Janis C. Kelly
February 08, 2019
Patients with mild to moderate knee osteoarthritis (KOA) who used intra-articular corticosteroids (IACs) experienced substantially faster disease progression than those in a matched group who had not received IACs.
However, experts caution that the difference in progression rates might reflect underlying differences that influenced the decision to treat with IACs. Thus, the analysis, published online January 28 in Osteoarthritis and Cartilage, adds to the literature but does not resolve previous questions over potential detrimental effects of IACs on cartilage.
"In this cohort study, IACs were associated with significant acceleration of knee OA progression, assessed as KL [Kellgren and Lawrence] grade worsening (ie, an increase in KL grade by ≥1 grades or having a knee replacement) or JSW [joint space width] worsening (ie, a decrease in JSW by ≥0.7 mm or having a knee replacement)," lead author Chao Zeng, MD, PhD, told Medscape Medical News.
"However, since our findings were based on an observational study, we could not rule out the potential residual confounders," continued Zeng, a postdoctoral fellow in the Division of Rheumatology, Allergy, and Immunology, Department of Medicine, Massachusetts General Hospital, Harvard Medical School, Boston, Massachusetts, and associate professor, Department of Orthopaedics, Xiangya Hospital, Central South University, Hunan, China.
He acknowledged being "a little bit surprised" about the results. "However, our findings agree with a trial published in JAMA recently, which showed that repeated IACs resulted in greater loss of cartilage volume compared with intra-articular saline. In that trial, repeated IACs were administered to participants during the study period regardless of the flare of pain or inflammatory signs, which are the usual indications for such injections in clinical practice. Thus, a pragmatic trial is needed."
David T. Felson, MD, director of clinical epidemiology and professor of medicine and public health, Boston University School of Medicine, Massachusetts, agreed that a randomized trial is needed. He told Medscape Medical News that, on the basis of these data, he is not convinced that IACs accelerate joint deterioration.
"Persons undergoing intra-articular corticosteroid injection have more severe pain and worse disease than persons not undergoing this procedure," Felson said. "Despite [the authors'] attempts to adjust for these differences, they can't really be adjusted for. The pain measure 'adjusted for' was drawn after the steroid injection for those who underwent the shot and therefore underestimates their pain at the time of the shot. Pain is a main driver of OA outcomes."
A Matter of Debate
Zeng and colleagues examined the relation of IACs to radiographic KOA progression in a "real-world" setting using data from patients with mild to moderate KOA who were enrolled in the Osteoarthritis Initiative, a natural history study. The cohort includes 1329 patients with symptomatic tibial-femoral KOA who have osteophytes and who experience frequent symptoms in one or both knees. Among those, the researchers identified 148 patients for whom IACs were initiated during follow-up and matched them with 546 patients who did not receive IACs during a 4-year period.

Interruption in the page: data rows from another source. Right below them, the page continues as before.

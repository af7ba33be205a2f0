use domscript_core::ProbeRules;
use domscript_patterns::strip_prompt;
use serde::{Deserialize, Serialize};
use std::time::Duration;
use tokio::time::timeout;
use tracing::{debug, info};

use crate::completion_provider::{CompletionOptions, CompletionProvider};

/// Result of one probe prefix
#[derive(Debug, Clone, PartialEq, Serialize, Deserialize)]
pub struct ProbeOutcome {
    pub prefix: String,
    /// Prompt-stripped completion, absent when the call failed
    pub completion: Option<String>,
    pub passed: bool,
    /// Why the probe failed
    pub failure: Option<String>,
}

/// Aggregate outcome of the battery
#[derive(Debug, Clone, PartialEq, Serialize, Deserialize)]
pub struct GateReport {
    probes: Vec<ProbeOutcome>,
    passed: usize,
    total: usize,
    success_rate: f64,
    threshold: f64,
}

impl GateReport {
    pub fn new(probes: Vec<ProbeOutcome>, threshold: f64) -> Self {
        let total = probes.len();
        let passed = probes.iter().filter(|probe| probe.passed).count();
        let success_rate = if total == 0 {
            0.0
        } else {
            passed as f64 / total as f64
        };
        Self {
            probes,
            passed,
            total,
            success_rate,
            threshold,
        }
    }

    /// Gate decision: success rate strictly above the threshold
    pub fn passed(&self) -> bool {
        self.success_rate > self.threshold
    }

    pub fn passed_count(&self) -> usize {
        self.passed
    }

    pub fn total(&self) -> usize {
        self.total
    }

    pub fn success_rate(&self) -> f64 {
        self.success_rate
    }

    pub fn probes(&self) -> &[ProbeOutcome] {
        &self.probes
    }
}

/// Deterministic probe battery deciding whether a backend is trustworthy
#[derive(Debug, Clone)]
pub struct QualityGate {
    rules: ProbeRules,
    denylist: Vec<String>,
    max_new_tokens: usize,
    timeout: Duration,
}

impl QualityGate {
    pub fn new(rules: ProbeRules, max_new_tokens: usize, timeout: Duration) -> Self {
        let denylist = rules
            .denylist
            .iter()
            .map(|token| token.to_lowercase())
            .collect();
        Self {
            rules,
            denylist,
            max_new_tokens,
            timeout,
        }
    }

    pub fn rules(&self) -> &ProbeRules {
        &self.rules
    }

    /// Send every probe to `provider` and aggregate the results.
    ///
    /// Provider errors and timeouts count as failed probes.
    pub async fn run(&self, provider: &dyn CompletionProvider) -> GateReport {
        info!(
            "Running quality gate against {}/{} ({} probes)",
            provider.provider_name(),
            provider.model_name(),
            self.rules.battery.len()
        );

        let options = CompletionOptions::deterministic(self.max_new_tokens);
        let mut probes = Vec::with_capacity(self.rules.battery.len());

        for prefix in &self.rules.battery {
            let outcome = match timeout(self.timeout, provider.complete(prefix, &options)).await {
                Ok(Ok(raw)) => {
                    let completion = strip_prompt(&raw, prefix);
                    let failure = self.check_completion(&completion).err();
                    ProbeOutcome {
                        prefix: prefix.clone(),
                        passed: failure.is_none(),
                        completion: Some(completion),
                        failure,
                    }
                }
                Ok(Err(e)) => ProbeOutcome {
                    prefix: prefix.clone(),
                    completion: None,
                    passed: false,
                    failure: Some(e.to_string()),
                },
                Err(_) => ProbeOutcome {
                    prefix: prefix.clone(),
                    completion: None,
                    passed: false,
                    failure: Some(format!("timed out after {:?}", self.timeout)),
                },
            };
            debug!(prefix = %outcome.prefix, passed = outcome.passed, "probe finished");
            probes.push(outcome);
        }

        GateReport::new(probes, self.rules.pass_threshold)
    }

    /// Probe acceptance on the stripped completion, no repair applied
    pub fn check_completion(&self, completion: &str) -> Result<(), String> {
        let len = completion.chars().count();
        if len <= self.rules.min_len {
            return Err(format!("too short ({} chars)", len));
        }

        let lower = completion.to_lowercase();
        if let Some(token) = self.denylist.iter().find(|token| lower.contains(token.as_str())) {
            return Err(format!("contains {:?}", token));
        }

        if !self
            .rules
            .closing_tokens
            .iter()
            .any(|token| completion.contains(token.as_str()))
        {
            return Err("no closing token".to_string());
        }

        Ok(())
    }
}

Patients for whom IACs were initiated had three to four times the risk for KL grade worsening vs the comparison group, who did not receive IACs (hazard ratio, 3.02 for IAC initiation and 4.67 for continuous IACs).
The authors write, "In this cohort study of knee ROA [radiographic osteoarthritis], we found that IACs may be associated with an increased risk of knee ROA progression, and the risk appeared larger with continuous IACs use. These results agree with the recent RCT [randomized controlled trial], which found that repeated IACs led to larger cartilage volume loss, compared with intra-articular saline. Our findings were independent of the effect of the major confounders, and remained stable in various sensitivity analyses, suggesting that the initiation of IACs and continuous IACs may have a detrimental effect on knee ROA progression."
Felson disagreed. He said, "The study has no implications for treatment. Intra-articular steroids are effective treatments for pain in osteoarthritis. They are among the most effective treatment modalities that we have. Of two large randomized trials testing intra-articular steroids and examining cartilage loss or joint space loss, one showed no effect of steroids vs placebo, and the other [referred to by Zeng and colleagues] showed a trivial effect that was not clinically important. These results are the ones that are most likely to be true."
The study was supported by the National Natural Science Foundation of China, the Postdoctoral Science Foundation of Central South University, the Young Investigator Grant of Xiangya Hospital, Central South University, and the Natural Science Foundation of Hunan Province. The Osteoarthritis Initiative is a public–private partnership funded by the National Institutes of Health. Private funding partners include Merck Research Laboratories, Novartis Pharmaceuticals Corporation, GlaxoSmithKline, and Pfizer. The authors and Felson have disclosed no relevant financial relationships.